For example, the instance of the dataset with the title `Contemporary machine learning: a guide for practitioners in the physical sciences` has the following set of labels:
- Computer Science
- Physics

We will use the Data Attribute Recommendation service to predict the labels for a given paper based on its **title**. However, you can add other attributes such as length of the paper, number of words, conference name and type to improve the classifier further.

 ### Initializing DAR AI API client

First, we initialize the DAR AI API Client that we will use troughought the rest of this notebook.

In [15]:
from sap.aibus.dar.client.aiapi.dar_ai_api_client import DARAIAPIClient

url = SERVICE_KEY['url']
client_id = SERVICE_KEY['uaa']['clientid']
client_secret = SERVICE_KEY['uaa']['clientsecret']
auth_url = SERVICE_KEY['uaa']['url']

dar_ai_api_client = DARAIAPIClient(
    base_url=url + '/model-manager/v2/lm',
    auth_url=auth_url + '/oauth/token',
    client_id=client_id,
    client_secret=client_secret
)

### Creating the dataset schema

In [None]:
file_path = "data/schema_arxiv.json"

# Read the JSON file
with open(file_path, "r") as json_file:
    schema = json.load(json_file)

pprint(schema)

### Uploading data to the service

We will now upload our dataset and dataset schema files using the DAR AI API Client which we created earlier.
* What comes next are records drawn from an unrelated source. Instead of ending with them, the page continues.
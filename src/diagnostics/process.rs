//! Metrics for the running process.

use sysinfo::{Pid, ProcessesToUpdate, System};

use crate::diagnostics::{CountingAlloc, DiagnosticsError, MemorySnapshot, MetricsProvider};

/// Reads allocator counters, `sysinfo` process data and tokio task counts.
pub struct ProcessMetrics {
    system: System,
    pid: Option<Pid>,
}

impl ProcessMetrics {
    pub fn new() -> Self {
        Self {
            system: System::new(),
            pid: sysinfo::get_current_pid().ok(),
        }
    }
}

impl Default for ProcessMetrics {
    fn default() -> Self {
        Self::new()
    }
}

impl MetricsProvider for ProcessMetrics {
    fn snapshot(&mut self) -> Result<MemorySnapshot, DiagnosticsError> {
        let pid = self.pid.ok_or(DiagnosticsError::Unavailable {
            reason: "current pid unknown".to_string(),
        })?;
        self.system
            .refresh_processes(ProcessesToUpdate::Some(&[pid]), true);
        let process = self
            .system
            .process(pid)
            .ok_or(DiagnosticsError::Unavailable {
                reason: format!("process {pid} not found"),
            })?;

        let threads = process.tasks().map_or(1, |tasks| tasks.len().max(1));
        let tasks = tokio::runtime::Handle::try_current()
            .map(|handle| handle.metrics().num_alive_tasks())
            .unwrap_or(threads);

        Ok(MemorySnapshot {
            total_alloc: CountingAlloc::total_allocated(),
            sys: process.memory(),
            heap_alloc: CountingAlloc::live(),
            heap_sys: process.virtual_memory(),
            tasks,
        })
    }

    fn reclaim(&mut self) {
        #[cfg(all(target_os = "linux", target_env = "gnu"))]
        unsafe {
            libc::malloc_trim(0);
        }
    }
}
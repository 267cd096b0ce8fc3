//! Key names and the pager's built-in key map.

use std::fmt;
use std::str::FromStr;

use crossterm::event::{KeyCode, KeyEvent, KeyModifiers};

use crate::error::ViewerError;

/// A key plus modifiers, normalised so that parsed names and terminal
/// events compare equal.
///
/// Shift is folded into the character for printable keys: `G` and
/// `shift+g` are the same binding.
#[derive(Debug, Clone, Copy, PartialEq, Eq, Hash)]
pub struct KeyBinding {
    code: KeyCode,
    modifiers: KeyModifiers,
}

impl KeyBinding {
    pub fn new(code: KeyCode, modifiers: KeyModifiers) -> Self {
        let mut modifiers = modifiers & (KeyModifiers::CONTROL | KeyModifiers::ALT | KeyModifiers::SHIFT);
        let code = match code {
            KeyCode::Char(c) => {
                let c = if modifiers.contains(KeyModifiers::SHIFT) {
                    c.to_ascii_uppercase()
                } else {
                    c
                };
                modifiers.remove(KeyModifiers::SHIFT);
                // ctrl+Y and ctrl+y arrive differently depending on the terminal
                if modifiers.contains(KeyModifiers::CONTROL) {
                    KeyCode::Char(c.to_ascii_lowercase())
                } else {
                    KeyCode::Char(c)
                }
            }
            KeyCode::BackTab => {
                modifiers.remove(KeyModifiers::SHIFT);
                KeyCode::BackTab
            }
            other => other,
        };
        Self { code, modifiers }
    }

    pub fn code(&self) -> KeyCode {
        self.code
    }

    pub fn modifiers(&self) -> KeyModifiers {
        self.modifiers
    }
}

impl From<KeyEvent> for KeyBinding {
    fn from(event: KeyEvent) -> Self {
        Self::new(event.code, event.modifiers)
    }
}

impl FromStr for KeyBinding {
    type Err = ViewerError;

    fn from_str(s: &str) -> Result<Self, Self::Err> {
        let invalid = |reason: &str| ViewerError::InvalidKey {
            key: s.to_string(),
            reason: reason.to_string(),
        };

        let trimmed = s.trim();
        if trimmed.is_empty() {
            return Err(invalid("empty key name"));
        }
        // "+" on its own or as the final key ("ctrl++") is the plus key.
        let (prefix, key) = match trimmed.strip_suffix("++") {
            Some(prefix) => (prefix, "+"),
            None if trimmed == "+" => ("", "+"),
            None => match trimmed.rsplit_once('+') {
                Some((prefix, key)) => (prefix, key),
                None => ("", trimmed),
            },
        };

        let mut modifiers = KeyModifiers::NONE;
        for part in prefix.split('+').filter(|p| !p.is_empty()) {
            modifiers |= match part.to_ascii_lowercase().as_str() {
                "ctrl" | "control" => KeyModifiers::CONTROL,
                "alt" | "meta" => KeyModifiers::ALT,
                "shift" => KeyModifiers::SHIFT,
                _ => return Err(invalid("unknown modifier")),
            };
        }

        let code = match key.to_ascii_lowercase().as_str() {
            "left" => KeyCode::Left,
            "right" => KeyCode::Right,
            "up" => KeyCode::Up,
            "down" => KeyCode::Down,
            "home" => KeyCode::Home,
            "end" => KeyCode::End,
            "pageup" | "pgup" => KeyCode::PageUp,
            "pagedown" | "pgdn" => KeyCode::PageDown,
            "enter" | "return" => KeyCode::Enter,
            "esc" | "escape" => KeyCode::Esc,
            "tab" => KeyCode::Tab,
            "backtab" => KeyCode::BackTab,
            "backspace" => KeyCode::Backspace,
            "delete" | "del" => KeyCode::Delete,
            "insert" => KeyCode::Insert,
            "space" => KeyCode::Char(' '),
            lower => {
                let mut chars = key.chars();
                match (chars.next(), chars.next()) {
                    (Some(c), None) => KeyCode::Char(c),
                    _ => match lower.strip_prefix('f').and_then(|n| n.parse::<u8>().ok()) {
                        Some(n) if (1..=24).contains(&n) => KeyCode::F(n),
                        _ => return Err(invalid("unknown key")),
                    },
                }
            }
        };

        Ok(Self::new(code, modifiers))
    }
}

impl fmt::Display for KeyBinding {
    fn fmt(&self, f: &mut fmt::Formatter<'_>) -> fmt::Result {
        if self.modifiers.contains(KeyModifiers::CONTROL) {
            f.write_str("ctrl+")?;
        }
        if self.modifiers.contains(KeyModifiers::ALT) {
            f.write_str("alt+")?;
        }
        if self.modifiers.contains(KeyModifiers::SHIFT) {
            f.write_str("shift+")?;
        }
        match self.code {
            KeyCode::Char(' ') => f.write_str("space"),
            KeyCode::Char(c) => write!(f, "{c}"),
            KeyCode::F(n) => write!(f, "f{n}"),
            KeyCode::Left => f.write_str("left"),
            KeyCode::Right => f.write_str("right"),
            KeyCode::Up => f.write_str("up"),
            KeyCode::Down => f.write_str("down"),
            KeyCode::Home => f.write_str("home"),
            KeyCode::End => f.write_str("end"),
            KeyCode::PageUp => f.write_str("pageup"),
            KeyCode::PageDown => f.write_str("pagedown"),
            KeyCode::Enter => f.write_str("enter"),
            KeyCode::Esc => f.write_str("esc"),
            KeyCode::Tab => f.write_str("tab"),
            KeyCode::BackTab => f.write_str("backtab"),
            KeyCode::Backspace => f.write_str("backspace"),
            KeyCode::Delete => f.write_str("delete"),
            KeyCode::Insert => f.write_str("insert"),
            other => write!(f, "{other:?}"),
        }
    }
}

/// Pager commands that are always available.
#[derive(Debug, Clone, Copy, PartialEq, Eq)]
pub enum Builtin {
    Quit,
    LineUp,
    LineDown,
    PageUp,
    PageDown,
    Top,
    Bottom,
    ToggleFollow,
    ToggleWrap,
}

impl Builtin {
    pub fn name(&self) -> &'static str {
        match self {
            Builtin::Quit => "quit",
            Builtin::LineUp => "lineUp",
            Builtin::LineDown => "lineDown",
            Builtin::PageUp => "pageUp",
            Builtin::PageDown => "pageDown",
            Builtin::Top => "top",
            Builtin::Bottom => "bottom",
            Builtin::ToggleFollow => "toggleFollow",
            Builtin::ToggleWrap => "toggleWrap",
        }
    }
}

/// Default key map for built-in commands.
pub const BUILTIN_KEYS: &[(Builtin, &[&str])] = &[
    (Builtin::Quit, &["q", "esc", "ctrl+c"]),
    (Builtin::LineUp, &["up", "k"]),
    (Builtin::LineDown, &["down", "j", "enter"]),
    (Builtin::PageUp, &["pageup", "b"]),
    (Builtin::PageDown, &["pagedown", "space"]),
    (Builtin::Top, &["home", "g"]),
    (Builtin::Bottom, &["end", "G"]),
    (Builtin::ToggleFollow, &["f"]),
    (Builtin::ToggleWrap, &["w"]),
];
The dataset must be a CSV file and fit to the dataset schema. The CSV file can optionally be `gzip` compressed.



We first have to describe the format of our data by creating a dataset schema. This schema informs the service about the individual column types found in the CSV. We also describe which are the target columns used for training. These columns will be later predicted.

The service currently supports three column types: **TEXT**, **CATEGORY** and **NUMBER**. As labels to be predicted, only **CATEGORY** and **NUMBER** are currently supported.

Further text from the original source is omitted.